| WHAT THIS TASK INVOLVES |
Only the lines from the start of the entries up to and including the line with "pub trait RateProvider" should be written out, exactly as they stand.

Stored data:
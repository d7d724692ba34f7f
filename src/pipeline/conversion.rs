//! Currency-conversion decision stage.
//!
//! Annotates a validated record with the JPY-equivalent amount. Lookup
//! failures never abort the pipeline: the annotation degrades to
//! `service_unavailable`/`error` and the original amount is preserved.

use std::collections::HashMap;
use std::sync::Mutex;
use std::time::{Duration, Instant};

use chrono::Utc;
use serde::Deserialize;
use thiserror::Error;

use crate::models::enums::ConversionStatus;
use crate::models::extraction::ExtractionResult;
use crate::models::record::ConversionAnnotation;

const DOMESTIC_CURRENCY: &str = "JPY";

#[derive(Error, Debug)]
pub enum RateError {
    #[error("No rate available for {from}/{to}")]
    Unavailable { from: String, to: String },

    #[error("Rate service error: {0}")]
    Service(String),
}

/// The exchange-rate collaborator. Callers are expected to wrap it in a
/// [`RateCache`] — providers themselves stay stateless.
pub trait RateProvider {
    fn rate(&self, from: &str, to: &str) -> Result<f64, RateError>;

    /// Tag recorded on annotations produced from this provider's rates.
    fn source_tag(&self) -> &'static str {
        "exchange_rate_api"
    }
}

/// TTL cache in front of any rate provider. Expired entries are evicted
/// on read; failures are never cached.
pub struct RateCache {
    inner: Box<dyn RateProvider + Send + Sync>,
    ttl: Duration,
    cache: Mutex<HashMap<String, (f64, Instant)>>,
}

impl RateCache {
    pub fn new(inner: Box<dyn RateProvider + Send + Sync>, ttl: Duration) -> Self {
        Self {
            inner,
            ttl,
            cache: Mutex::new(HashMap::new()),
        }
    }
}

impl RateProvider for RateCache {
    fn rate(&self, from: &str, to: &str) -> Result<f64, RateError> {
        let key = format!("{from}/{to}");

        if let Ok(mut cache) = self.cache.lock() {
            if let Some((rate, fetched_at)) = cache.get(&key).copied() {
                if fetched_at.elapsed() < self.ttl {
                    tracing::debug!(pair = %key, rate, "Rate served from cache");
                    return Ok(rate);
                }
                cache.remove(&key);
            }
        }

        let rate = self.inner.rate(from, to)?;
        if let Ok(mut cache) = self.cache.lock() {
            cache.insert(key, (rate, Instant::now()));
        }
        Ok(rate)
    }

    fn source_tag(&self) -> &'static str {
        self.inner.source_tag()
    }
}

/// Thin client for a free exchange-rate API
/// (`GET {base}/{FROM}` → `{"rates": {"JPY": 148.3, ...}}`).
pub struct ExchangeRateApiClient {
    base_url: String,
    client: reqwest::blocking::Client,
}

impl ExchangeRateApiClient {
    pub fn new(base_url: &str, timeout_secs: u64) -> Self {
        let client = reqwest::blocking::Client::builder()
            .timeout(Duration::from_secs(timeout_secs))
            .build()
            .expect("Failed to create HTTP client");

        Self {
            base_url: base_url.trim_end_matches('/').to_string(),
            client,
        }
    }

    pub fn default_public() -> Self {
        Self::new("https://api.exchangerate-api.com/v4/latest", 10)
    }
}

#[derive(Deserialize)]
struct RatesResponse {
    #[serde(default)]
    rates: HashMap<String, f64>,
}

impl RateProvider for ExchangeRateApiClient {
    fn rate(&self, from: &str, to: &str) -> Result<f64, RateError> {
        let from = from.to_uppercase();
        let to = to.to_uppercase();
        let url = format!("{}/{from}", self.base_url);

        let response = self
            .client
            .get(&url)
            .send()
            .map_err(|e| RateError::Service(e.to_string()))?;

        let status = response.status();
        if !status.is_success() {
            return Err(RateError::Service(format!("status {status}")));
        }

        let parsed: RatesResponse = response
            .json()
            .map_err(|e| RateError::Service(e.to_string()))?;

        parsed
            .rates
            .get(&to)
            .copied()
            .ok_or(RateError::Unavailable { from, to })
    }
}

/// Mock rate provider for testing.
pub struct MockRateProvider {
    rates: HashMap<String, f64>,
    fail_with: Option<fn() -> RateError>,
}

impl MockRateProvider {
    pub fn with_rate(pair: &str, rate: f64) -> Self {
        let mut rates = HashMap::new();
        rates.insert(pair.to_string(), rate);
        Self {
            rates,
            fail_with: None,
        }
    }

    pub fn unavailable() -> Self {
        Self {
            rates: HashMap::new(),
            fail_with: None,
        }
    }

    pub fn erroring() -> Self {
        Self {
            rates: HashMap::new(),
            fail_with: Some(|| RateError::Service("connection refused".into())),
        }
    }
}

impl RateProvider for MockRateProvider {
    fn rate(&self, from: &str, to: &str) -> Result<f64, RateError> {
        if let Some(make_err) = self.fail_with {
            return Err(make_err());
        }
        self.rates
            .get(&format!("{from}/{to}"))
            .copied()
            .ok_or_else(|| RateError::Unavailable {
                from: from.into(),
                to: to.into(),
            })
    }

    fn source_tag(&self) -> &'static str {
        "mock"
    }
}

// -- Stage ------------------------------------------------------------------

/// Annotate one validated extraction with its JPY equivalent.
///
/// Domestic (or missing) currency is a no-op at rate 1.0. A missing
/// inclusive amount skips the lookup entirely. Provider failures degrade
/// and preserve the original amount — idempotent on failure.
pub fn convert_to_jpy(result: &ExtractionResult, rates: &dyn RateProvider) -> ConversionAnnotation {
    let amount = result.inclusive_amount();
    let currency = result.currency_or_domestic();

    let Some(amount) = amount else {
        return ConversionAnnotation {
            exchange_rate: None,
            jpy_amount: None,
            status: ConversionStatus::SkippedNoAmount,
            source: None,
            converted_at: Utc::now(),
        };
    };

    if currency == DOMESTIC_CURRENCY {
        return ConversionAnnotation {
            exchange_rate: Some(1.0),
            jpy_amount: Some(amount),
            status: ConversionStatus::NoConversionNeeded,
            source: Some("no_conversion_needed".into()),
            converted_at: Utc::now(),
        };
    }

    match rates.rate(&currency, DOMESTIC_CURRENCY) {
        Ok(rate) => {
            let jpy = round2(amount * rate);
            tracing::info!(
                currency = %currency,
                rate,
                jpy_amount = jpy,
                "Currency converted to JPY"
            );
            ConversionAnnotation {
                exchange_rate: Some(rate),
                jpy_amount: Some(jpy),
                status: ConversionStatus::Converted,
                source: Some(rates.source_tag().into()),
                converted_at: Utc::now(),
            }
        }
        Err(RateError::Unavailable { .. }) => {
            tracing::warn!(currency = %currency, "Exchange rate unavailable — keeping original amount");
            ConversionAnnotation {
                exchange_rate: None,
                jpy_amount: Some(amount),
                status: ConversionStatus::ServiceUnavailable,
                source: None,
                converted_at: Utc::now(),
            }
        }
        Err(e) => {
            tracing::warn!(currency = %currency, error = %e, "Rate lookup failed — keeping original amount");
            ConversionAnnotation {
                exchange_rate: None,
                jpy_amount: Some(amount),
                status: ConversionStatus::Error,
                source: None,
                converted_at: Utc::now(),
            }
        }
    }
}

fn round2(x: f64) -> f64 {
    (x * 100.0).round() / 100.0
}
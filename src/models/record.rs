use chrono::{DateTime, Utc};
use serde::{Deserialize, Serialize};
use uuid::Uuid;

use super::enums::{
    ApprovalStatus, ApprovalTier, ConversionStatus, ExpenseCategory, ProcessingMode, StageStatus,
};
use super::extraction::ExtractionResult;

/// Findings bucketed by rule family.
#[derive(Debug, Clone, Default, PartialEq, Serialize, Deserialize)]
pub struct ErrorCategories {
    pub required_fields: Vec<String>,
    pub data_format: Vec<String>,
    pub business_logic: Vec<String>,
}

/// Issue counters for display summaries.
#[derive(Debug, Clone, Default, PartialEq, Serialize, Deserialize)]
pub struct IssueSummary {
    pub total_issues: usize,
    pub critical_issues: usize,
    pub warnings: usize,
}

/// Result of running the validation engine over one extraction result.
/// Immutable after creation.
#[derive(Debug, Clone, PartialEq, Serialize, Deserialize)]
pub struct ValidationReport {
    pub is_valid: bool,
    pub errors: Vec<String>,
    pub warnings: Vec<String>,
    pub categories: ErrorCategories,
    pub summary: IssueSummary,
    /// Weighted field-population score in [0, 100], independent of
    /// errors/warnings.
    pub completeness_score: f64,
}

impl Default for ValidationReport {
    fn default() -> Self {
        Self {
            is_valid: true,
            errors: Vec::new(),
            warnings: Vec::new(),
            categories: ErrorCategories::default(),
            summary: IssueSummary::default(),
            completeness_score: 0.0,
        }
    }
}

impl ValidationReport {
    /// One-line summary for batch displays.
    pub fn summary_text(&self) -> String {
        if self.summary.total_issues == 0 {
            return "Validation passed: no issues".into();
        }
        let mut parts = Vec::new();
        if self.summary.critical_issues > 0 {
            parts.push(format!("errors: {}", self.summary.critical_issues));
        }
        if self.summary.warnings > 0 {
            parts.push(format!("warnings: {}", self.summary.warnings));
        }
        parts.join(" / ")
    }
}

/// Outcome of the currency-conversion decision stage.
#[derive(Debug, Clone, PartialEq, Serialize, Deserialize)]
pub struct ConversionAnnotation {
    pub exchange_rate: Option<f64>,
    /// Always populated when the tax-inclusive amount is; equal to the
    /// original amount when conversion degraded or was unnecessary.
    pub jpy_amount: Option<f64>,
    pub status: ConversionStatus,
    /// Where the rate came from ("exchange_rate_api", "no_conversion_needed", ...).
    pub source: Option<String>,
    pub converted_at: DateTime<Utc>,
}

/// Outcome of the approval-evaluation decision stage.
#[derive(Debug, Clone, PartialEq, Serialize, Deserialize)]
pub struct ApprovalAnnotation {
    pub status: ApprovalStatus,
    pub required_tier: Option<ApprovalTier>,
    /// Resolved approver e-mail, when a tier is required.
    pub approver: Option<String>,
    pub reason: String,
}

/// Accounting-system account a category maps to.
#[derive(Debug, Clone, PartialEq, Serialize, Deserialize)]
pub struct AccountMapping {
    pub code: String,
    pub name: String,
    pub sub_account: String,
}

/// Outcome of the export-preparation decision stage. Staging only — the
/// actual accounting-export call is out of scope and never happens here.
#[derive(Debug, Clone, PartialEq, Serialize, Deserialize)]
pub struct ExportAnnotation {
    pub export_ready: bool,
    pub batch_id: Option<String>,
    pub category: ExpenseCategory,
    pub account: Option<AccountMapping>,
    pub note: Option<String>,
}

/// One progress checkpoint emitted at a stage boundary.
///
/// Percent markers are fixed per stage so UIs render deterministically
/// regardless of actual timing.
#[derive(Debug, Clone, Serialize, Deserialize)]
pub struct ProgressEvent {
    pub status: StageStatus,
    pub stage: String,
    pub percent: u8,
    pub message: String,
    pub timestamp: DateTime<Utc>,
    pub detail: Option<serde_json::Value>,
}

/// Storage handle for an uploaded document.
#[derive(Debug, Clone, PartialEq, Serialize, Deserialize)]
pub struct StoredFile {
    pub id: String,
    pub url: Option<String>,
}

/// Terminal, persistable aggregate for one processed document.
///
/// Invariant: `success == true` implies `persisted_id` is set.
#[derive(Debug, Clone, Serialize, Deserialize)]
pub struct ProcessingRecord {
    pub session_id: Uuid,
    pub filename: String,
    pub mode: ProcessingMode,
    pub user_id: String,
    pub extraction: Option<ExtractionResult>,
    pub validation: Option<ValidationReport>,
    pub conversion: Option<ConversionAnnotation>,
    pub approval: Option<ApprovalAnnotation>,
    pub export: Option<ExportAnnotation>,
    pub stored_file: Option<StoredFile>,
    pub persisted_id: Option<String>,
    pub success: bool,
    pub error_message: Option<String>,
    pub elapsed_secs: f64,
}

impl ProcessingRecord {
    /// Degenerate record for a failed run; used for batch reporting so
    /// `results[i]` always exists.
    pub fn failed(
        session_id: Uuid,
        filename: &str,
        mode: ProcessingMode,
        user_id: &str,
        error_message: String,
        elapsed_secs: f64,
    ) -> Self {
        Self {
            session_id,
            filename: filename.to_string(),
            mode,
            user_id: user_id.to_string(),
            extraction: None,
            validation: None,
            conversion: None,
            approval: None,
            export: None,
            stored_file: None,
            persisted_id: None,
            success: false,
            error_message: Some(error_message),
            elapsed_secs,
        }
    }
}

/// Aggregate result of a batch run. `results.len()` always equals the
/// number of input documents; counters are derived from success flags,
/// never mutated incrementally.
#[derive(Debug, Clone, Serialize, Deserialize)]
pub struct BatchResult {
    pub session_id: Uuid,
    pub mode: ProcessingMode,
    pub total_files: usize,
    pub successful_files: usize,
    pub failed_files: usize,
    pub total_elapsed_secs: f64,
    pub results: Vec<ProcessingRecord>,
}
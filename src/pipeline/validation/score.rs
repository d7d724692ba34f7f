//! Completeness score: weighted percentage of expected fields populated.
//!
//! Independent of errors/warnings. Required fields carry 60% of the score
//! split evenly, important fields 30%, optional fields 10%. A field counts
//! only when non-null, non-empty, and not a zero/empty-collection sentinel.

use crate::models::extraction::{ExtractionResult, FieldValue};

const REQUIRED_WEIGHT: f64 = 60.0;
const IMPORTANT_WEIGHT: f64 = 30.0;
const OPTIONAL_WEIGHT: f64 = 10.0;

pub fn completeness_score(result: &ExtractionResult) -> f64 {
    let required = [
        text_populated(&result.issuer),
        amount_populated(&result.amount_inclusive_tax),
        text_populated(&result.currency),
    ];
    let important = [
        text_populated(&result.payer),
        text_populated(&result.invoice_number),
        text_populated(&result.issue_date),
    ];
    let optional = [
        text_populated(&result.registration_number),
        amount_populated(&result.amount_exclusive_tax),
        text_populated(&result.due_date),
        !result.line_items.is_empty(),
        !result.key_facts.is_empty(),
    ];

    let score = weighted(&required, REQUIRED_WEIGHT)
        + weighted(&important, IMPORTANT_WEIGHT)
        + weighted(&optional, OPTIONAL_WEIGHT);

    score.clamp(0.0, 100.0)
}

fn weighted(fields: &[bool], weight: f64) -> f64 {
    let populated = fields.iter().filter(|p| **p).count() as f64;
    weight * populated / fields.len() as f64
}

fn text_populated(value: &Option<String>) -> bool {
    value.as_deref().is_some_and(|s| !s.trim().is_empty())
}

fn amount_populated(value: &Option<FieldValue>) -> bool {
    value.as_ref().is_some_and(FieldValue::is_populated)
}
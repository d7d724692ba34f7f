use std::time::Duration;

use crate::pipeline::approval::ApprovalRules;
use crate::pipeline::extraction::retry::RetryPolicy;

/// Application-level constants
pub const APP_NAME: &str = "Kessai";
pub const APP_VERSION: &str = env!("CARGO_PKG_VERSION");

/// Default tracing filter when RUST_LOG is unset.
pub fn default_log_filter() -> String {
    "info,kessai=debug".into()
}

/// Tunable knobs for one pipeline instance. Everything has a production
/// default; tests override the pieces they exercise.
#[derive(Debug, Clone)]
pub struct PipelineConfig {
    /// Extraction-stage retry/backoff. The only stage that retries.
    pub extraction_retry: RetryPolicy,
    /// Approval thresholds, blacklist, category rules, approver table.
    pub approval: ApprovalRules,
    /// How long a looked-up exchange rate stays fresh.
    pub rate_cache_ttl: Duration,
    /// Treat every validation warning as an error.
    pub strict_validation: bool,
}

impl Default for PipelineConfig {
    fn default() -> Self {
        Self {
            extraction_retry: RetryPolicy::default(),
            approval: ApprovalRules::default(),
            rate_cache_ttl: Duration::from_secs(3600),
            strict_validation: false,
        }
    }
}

| WRITTEN RESPONSE |
repository d7d724692ba34f7f
filename src/pipeline/conversion.rs
//! Currency-conversion decision stage.
//!
//! Annotates a validated record with the JPY-equivalent amount. Lookup
//! failures never abort the pipeline: the annotation degrades to
//! `service_unavailable`/`error` and the original amount is preserved.

use std::collections::HashMap;
use std::sync::Mutex;
use std::time::{Duration, Instant};

use chrono::Utc;
use serde::Deserialize;
use thiserror::Error;

use crate::models::enums::ConversionStatus;
use crate::models::extraction::ExtractionResult;
use crate::models::record::ConversionAnnotation;

const DOMESTIC_CURRENCY: &str = "JPY";

#[derive(Error, Debug)]
pub enum RateError {
    #[error("No rate available for {from}/{to}")]
    Unavailable { from: String, to: String },

    #[error("Rate service error: {0}")]
    Service(String),
}

/// The exchange-rate collaborator. Callers are expected to wrap it in a
/// [`RateCache`] — providers themselves stay stateless.
pub trait RateProvider {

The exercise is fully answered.